impl ToDocument for Pipe {
    const TAG: &'static str = "Pipe";

    fn write_fields(&self, doc: &mut Map<String, Value>, w: &mut JsonExport<'_>) {
        w.put_str(doc, "name", self.name.as_deref());
        w.put_str(doc, "description", self.description.as_deref());
        w.put_flag(doc, "isProtected", self.is_protected);
        w.put_ref(doc, "manufacturer", self.manufacturer.as_ref());
        w.put_ref(doc, "group", self.group.as_ref());
        w.put_enum(doc, "pipeType", self.pipe_type);
        w.put_f64(doc, "uValue", self.u_value);
        w.put_f64(doc, "innerDiameter", self.inner_diameter);
        w.put_f64(doc, "outerDiameter", self.outer_diameter);
        w.put_f64(doc, "pricePerMeter", self.price_per_meter);
    }
}

impl FromDocument for Pipe {
    fn read_fields(doc: &Map<String, Value>, r: &mut JsonImport<'_>) -> Self {
        Pipe {
            id: r.str_of(doc, "id").unwrap_or_default(),
            name: r.str_of(doc, "name"),
            description: r.str_of(doc, "description"),
            is_protected: r.flag_of(doc, "isProtected"),
            manufacturer: r.ref_of(doc, "manufacturer"),
            group: r.ref_of(doc, "group"),
            pipe_type: r.enum_of(doc, "pipeType"),
            u_value: r.f64_of(doc, "uValue"),
            inner_diameter: r.f64_of(doc, "innerDiameter"),
            outer_diameter: r.f64_of(doc, "outerDiameter"),
            price_per_meter: r.f64_of(doc, "pricePerMeter"),
        }
    }
}

impl ToDocument for BufferTank {
    const TAG: &'static str = "BufferTank";

    fn write_fields(&self, doc: &mut Map<String, Value>, w: &mut JsonExport<'_>) {
        w.put_str(doc, "name", self.name.as_deref());
        w.put_str(doc, "description", self.description.as_deref());
        w.put_flag(doc, "isProtected", self.is_protected);
        w.put_ref(doc, "manufacturer", self.manufacturer.as_ref());
        w.put_ref(doc, "group", self.group.as_ref());
        w.put_f64(doc, "volume", self.volume);
        w.put_f64(doc, "diameter", self.diameter);
        w.put_f64(doc, "height", self.height);
        w.put_f64(doc, "insulationThickness", self.insulation_thickness);
        w.put_f64(doc, "purchasePrice", self.purchase_price);
    }
}

impl FromDocument for BufferTank {
    fn read_fields(doc: &Map<String, Value>, r: &mut JsonImport<'_>) -> Self {
        BufferTank {
            id: r.str_of(doc, "id").unwrap_or_default(),
            name: r.str_of(doc, "name"),
            description: r.str_of(doc, "description"),
            is_protected: r.flag_of(doc, "isProtected"),
            manufacturer: r.ref_of(doc, "manufacturer"),
            group: r.ref_of(doc, "group"),
            volume: r.f64_of(doc, "volume"),
            diameter: r.f64_of(doc, "diameter"),
            height: r.f64_of(doc, "height"),
            insulation_thickness: r.f64_of(doc, "insulationThickness"),
            purchase_price: r.f64_of(doc, "purchasePrice"),
        }
    }
}

impl ToDocument for ProductGroup {
    const TAG: &'static str = "ProductGroup";

    fn write_fields(&self, doc: &mut Map<String, Value>, w: &mut JsonExport<'_>) {
        w.put_str(doc, "name", self.name.as_deref());
        w.put_str(doc, "description", self.description.as_deref());
        w.put_flag(doc, "isProtected", self.is_protected);
        w.put_enum(doc, "productType", self.product_type);
        w.put_i32(doc, "index", self.index);
        w.put_i32(doc, "duration", self.duration);
        w.put_f64(doc, "repair", self.repair);
        w.put_f64(doc, "maintenance", self.maintenance);
        w.put_f64(doc, "operation", self.operation);
    }
}

impl FromDocument for ProductGroup {
    fn read_fields(doc: &Map<String, Value>, r: &mut JsonImport<'_>) -> Self {
        ProductGroup {
            id: r.str_of(doc, "id").unwrap_or_default(),
            name: r.str_of(doc, "name"),
            description: r.str_of(doc, "description"),
            is_protected: r.flag_of(doc, "isProtected"),
            product_type: r.enum_of(doc, "productType"),
            index: r.i32_of(doc, "index"),
            duration: r.i32_of(doc, "duration"),
            repair: r.f64_of(doc, "repair"),
            maintenance: r.f64_of(doc, "maintenance"),
            operation: r.f64_of(doc, "operation"),
        }
    }
}

impl ToDocument for WeatherStation {
    const TAG: &'static str = "WeatherStation";

    fn write_fields(&self, doc: &mut Map<String, Value>, w: &mut JsonExport<'_>) {
        w.put_str(doc, "name", self.name.as_deref());
        w.put_str(doc, "description", self.description.as_deref());
        w.put_flag(doc, "isProtected", self.is_protected);
        w.put_f64(doc, "longitude", self.longitude);
        w.put_f64(doc, "latitude", self.latitude);
        w.put_f64(doc, "altitude", self.altitude);
        w.put_f64s(doc, "data", &self.data);
    }
}

impl FromDocument for WeatherStation {
    fn read_fields(doc: &Map<String, Value>, r: &mut JsonImport<'_>) -> Self {
        WeatherStation {
            id: r.str_of(doc, "id").unwrap_or_default(),
            name: r.str_of(doc, "name"),
            description: r.str_of(doc, "description"),
            is_protected: r.flag_of(doc, "isProtected"),
            longitude: r.f64_of(doc, "longitude"),
            latitude: r.f64_of(doc, "latitude"),
            altitude: r.f64_of(doc, "altitude"),
            data: r.f64s_of(doc, "data"),
        }
    }
}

○ ○ ○ ○ ○

Report the lines above that have the word "duration" in them.

» **ANSWER BOX**:
        w.put_i32(doc, "duration", self.duration);
            duration: r.i32_of(doc, "duration"),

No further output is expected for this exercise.